‘9+ONE: Interdimensional Journeys’ returns with Part II at Edge Gallery

By Arts & Entertainment Desk
25 September 2025, 06:43 AM
UPDATED 25 September 2025, 12:47 PM
Two years on, Part II continues that spirit. This edition places nine artists in the spotlight, while the original eighteen remain as the symbolic “+ONE” — etched into memory, time, and artistic discourse. Their earlier contributions highlight that exhibitions are not isolated events but part of an ongoing conversation across years, works, and audiences.

Edge Gallery is currently hosting "9+ONE: Interdimensional Journeys Part II", which opened on September 12 and will run until October 4, from 10am to 10pm daily. The exhibition brings together nine emerging artists working across painting, sketch, relief, ceramics, and installation.

The series first began in 2023, when "9+ONE: Interdimensional Journeys" presented eighteen young artists in a bold experiment of dialogue, perception, and imagination. That debut was praised for its freshness and provocation, reminding audiences that art's role often lies in posing questions rather than providing answers.

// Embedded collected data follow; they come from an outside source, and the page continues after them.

impl AnimationPlayer {
    pub fn new(id: PlayerId) -> Self {
        Self {
            id,
            element: None,
            timeline: None,
            ticker: AnimationTicker::new(),
            delegate: None,
            needs_push_properties: false,
            last_tick_time: None,
            worklet: None,
            transition: Transition::default(),
        }
    }

    /// Player whose timing is driven by the mutator worklet `name`
    pub fn new_worklet(id: PlayerId, name: impl Into<String>) -> Self {
        let mut player = Self::new(id);
        player.worklet = Some(Worklet {
            name: name.into(),
            local_time: None,
            start_time: None,
        });
        player
    }

    pub fn id(&self) -> PlayerId {
        self.id
    }

    pub fn element(&self) -> Option<ElementId> {
        self.element
    }

    pub fn timeline(&self) -> Option<TimelineId> {
        self.timeline
    }

    pub fn ticker(&self) -> &AnimationTicker {
        &self.ticker
    }

    pub fn last_tick_time(&self) -> Option<f64> {
        self.last_tick_time
    }

    pub fn needs_push_properties(&self) -> bool {
        self.needs_push_properties
    }

    pub fn worklet(&self) -> Option<&Worklet> {
        self.worklet.as_ref()
    }

    pub fn transition(&self) -> &Transition {
        &self.transition
    }

    pub fn has_delegate(&self) -> bool {
        self.delegate.is_some()
    }

    /// Time used for state changes requested between ticks
    fn now(&self) -> f64 {
        self.last_tick_time.unwrap_or(0.0)
    }

    pub(crate) fn set_element(&mut self, element: Option<ElementId>) {
        self.element = element;
        self.needs_push_properties = true;
    }

    pub(crate) fn set_timeline(&mut self, timeline: Option<TimelineId>) {
        self.timeline = timeline;
    }

    pub(crate) fn set_needs_push_properties(&mut self) {
        self.needs_push_properties = true;
    }

    pub(crate) fn set_delegate(&mut self, delegate: Option<Box<dyn AnimationDelegate>>) {
        self.delegate = delegate;
    }

    pub(crate) fn set_transition(&mut self, transition: Transition) {
        self.transition = transition;
        self.needs_push_properties = true;
    }

    pub(crate) fn set_worklet_local_time(&mut self, local_time: f64) {
        if let Some(worklet) = self.worklet.as_mut() {
            worklet.local_time = Some(local_time);
        }
    }

    /// Time since the worklet was first handed to the mutator at `now`
    pub(crate) fn worklet_current_time(&mut self, now: f64) -> Option<f64> {
        let worklet = self.worklet.as_mut()?;
        let start = *worklet.start_time.get_or_insert(now);
        Some(now - start)
    }

    pub(crate) fn ticker_mut(&mut self) -> &mut AnimationTicker {
        &mut self.ticker
    }

    // ─────────────────────────────────────────────────────────────────────────
    // Animation Management
    // ─────────────────────────────────────────────────────────────────────────

    pub(crate) fn add_animation(&mut self, animation: Animation) {
        self.ticker.add_animation(animation);
        self.needs_push_properties = true;
    }

    pub(crate) fn remove_animation(&mut self, id: AnimationId) -> bool {
        let removed = self.ticker.remove_animation(id);
        self.needs_push_properties = true;
        removed
    }

    pub(crate) fn pause_animation(&mut self, id: AnimationId, offset: f64) -> bool {
        let paused = self.ticker.pause_animation(id, offset);
        self.needs_push_properties |= paused;
        paused
    }

    pub(crate) fn abort_animation(&mut self, id: AnimationId) -> bool {
        let now = self.now();
        let aborted = self.ticker.abort_animation(id, now);
        self.needs_push_properties |= aborted;
        aborted
    }

    pub(crate) fn abort_animations(&mut self, property: TargetProperty, needs_completion: bool) -> bool {
        let now = self.now();
        let aborted = self.ticker.abort_animations(property, needs_completion, now);
        self.needs_push_properties |= aborted;
        aborted
    }

    pub(crate) fn reverse_animation(&mut self, id: AnimationId) -> bool {
        let now = self.now();
        self.reverse_animation_at(id, now)
    }

    pub(crate) fn reverse_animation_at(&mut self, id: AnimationId, now: f64) -> bool {
        let reversed = self.ticker.reverse_animation(id, now);
        self.needs_push_properties |= reversed;
        reversed
    }

    // ─────────────────────────────────────────────────────────────────────────
    // Per-Frame Drivers
    // ─────────────────────────────────────────────────────────────────────────

    /// Start free animations and write current values to `target`.
    ///
    /// Does nothing unless the element is in at least one list.
    pub(crate) fn tick(
        &mut self,
        now: f64,
        lists: ElementLists,
        externally_blocked: &BlockedProperties,
        target: &mut dyn AnimationTarget,
    ) {
        if self.element.is_none() || !lists.any() {
            return;
        }
        self.ticker.start_animations(now, externally_blocked);
        if let Some(local_time) = self.worklet.as_ref().and_then(|w| w.local_time) {
            self.ticker.pause_animations_at(local_time);
        }
        self.ticker.tick_animations(now, target);
        self.last_tick_time = Some(now);
    }

    /// Advance the lifecycle at the last tick time.
    ///
    /// Events for the main instance are appended to `events`; events of
    /// impl-only animations stay on this instance and are returned.
    pub(crate) fn update_state(
        &mut self,
        lists: ElementLists,
        start_ready: bool,
        externally_blocked: &BlockedProperties,
        events: &mut AnimationEvents,
    ) -> AnimationEvents {
        let mut local = AnimationEvents::new();
        let (Some(element), Some(now)) = (self.element, self.last_tick_time) else {
            return local;
        };
        if !lists.active {
            return local;
        }

        let mut produced = AnimationEvents::new();
        if start_ready {
            self.ticker
                .promote_started_animations(element, now, &mut produced);
        }
        let finished = self.ticker.mark_finished_animations(now);
        let marked = self
            .ticker
            .mark_animations_for_deletion(element, now, Some(&mut produced));
        self.ticker.purge_animations_marked_for_deletion(true);
        if start_ready {
            self.ticker.start_animations(now, externally_blocked);
            self.ticker
                .promote_started_animations(element, now, &mut produced);
        }
        if finished || marked {
            self.needs_push_properties = true;
        }

        for event in produced {
            if event.is_impl_only && event.kind != AnimationEventType::Takeover {
                local.push(event);
            } else {
                events.push(event);
            }
        }
        local
    }

    /// The pending list became active
    pub(crate) fn activate_animations(&mut self) -> bool {
        self.ticker.activate_animations()
    }

    // ─────────────────────────────────────────────────────────────────────────
    // Events
    // ─────────────────────────────────────────────────────────────────────────

    /// Apply a lifecycle event from the other instance to the ticker and
    /// tell the delegate.
    ///
    /// Returns whether the event changed one of this player's animations.
    pub(crate) fn dispatch_event(&mut self, event: &AnimationEvent) -> bool {
        let matched = match event.kind {
            AnimationEventType::Started => self.ticker.notify_animation_started(event),
            AnimationEventType::Finished => self.ticker.notify_animation_finished(event),
            AnimationEventType::Aborted => self.ticker.notify_animation_aborted(event),
            AnimationEventType::Takeover => {
                self.notify_takeover(event);
                return true;
            }
        };
        if matched {
            self.needs_push_properties = true;
            self.notify_delegate(event);
        }
        matched
    }

    /// Tell the delegate about an event produced by this instance
    pub(crate) fn notify_delegate(&mut self, event: &AnimationEvent) {
        if event.kind == AnimationEventType::Takeover {
            self.notify_takeover(event);
            return;
        }
        let Some(delegate) = self.delegate.as_deref_mut() else {
            return;
        };
        let (time, property, group) = (event.monotonic_time, event.property, event.group);
        match event.kind {
            AnimationEventType::Started => delegate.notify_animation_started(time, property, group),
            AnimationEventType::Finished => delegate.notify_animation_finished(time, property, group),
            AnimationEventType::Aborted => delegate.notify_animation_aborted(time, property, group),
            AnimationEventType::Takeover => {}
        }
    }

    pub(crate) fn notify_takeover(&mut self, event: &AnimationEvent) {
        let (Some(delegate), Some(curve)) = (self.delegate.as_deref_mut(), event.curve.as_ref()) else {
            return;
        };
        delegate.notify_animation_takeover(
            event.monotonic_time,
            event.property,
            event.animation_start_time.unwrap_or(event.monotonic_time),
            curve.clone(),
        );
    }

    // ─────────────────────────────────────────────────────────────────────────
    // Push
    // ─────────────────────────────────────────────────────────────────────────

    /// Bring the impl counterpart up to date.
    ///
    /// Element attachment is reconciled by the host before this runs.
    /// `initial_scroll_offset` seeds scroll offset curves without a start
    /// value; `impl_target` receives the end values of animations aborted
    /// with `needs_completion`.
    pub(crate) fn push_properties_to(
        &mut self,
        other: &mut AnimationPlayer,
        initial_scroll_offset: ScrollOffset,
        impl_target: &mut dyn AnimationTarget,
    ) {
        if !self.needs_push_properties {
            return;
        }
        self.needs_push_properties = false;

        let main_now = self.now();
        let impl_now = other.now();
        self.ticker.mark_aborted_animations_for_deletion(
            &mut other.ticker,
            main_now,
            impl_now,
            impl_target,
        );
        self.ticker.purge_animations_marked_for_deletion(false);
        self.ticker
            .push_new_animations_to_impl_thread(&mut other.ticker, initial_scroll_offset);
        self.ticker
            .remove_animations_completed_on_main_thread(&mut other.ticker);
        self.ticker.push_properties_to_impl_thread(&mut other.ticker);

        other.transition = self.transition.clone();
        tracing::trace!(player = %self.id, animations = other.ticker.len(), "player pushed");
    }
}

Two years on, Part II continues that spirit. This edition places nine artists in the spotlight, while the original eighteen remain as the symbolic "+ONE" — etched into memory, time, and artistic discourse. Their earlier contributions highlight that exhibitions are not isolated events but part of an ongoing conversation across years, works, and audiences.

The works on display stretch across contemporary and traditional practices, engaging with themes of uncertainty, memory, and speculative futures. Some bend time and personal history, others suggest parallel selves or shifting spaces. Together, they echo the speculative frontiers of science — from string theory to the multiverse — without attempting to explain them. Instead, they create encounters that allow audiences to feel the unprovable and imagine what lies beyond certainty.

By revisiting the terrain first explored in 2023, Edge Gallery affirms its curatorial vision: to situate art at the threshold where perception falters and imagination begins.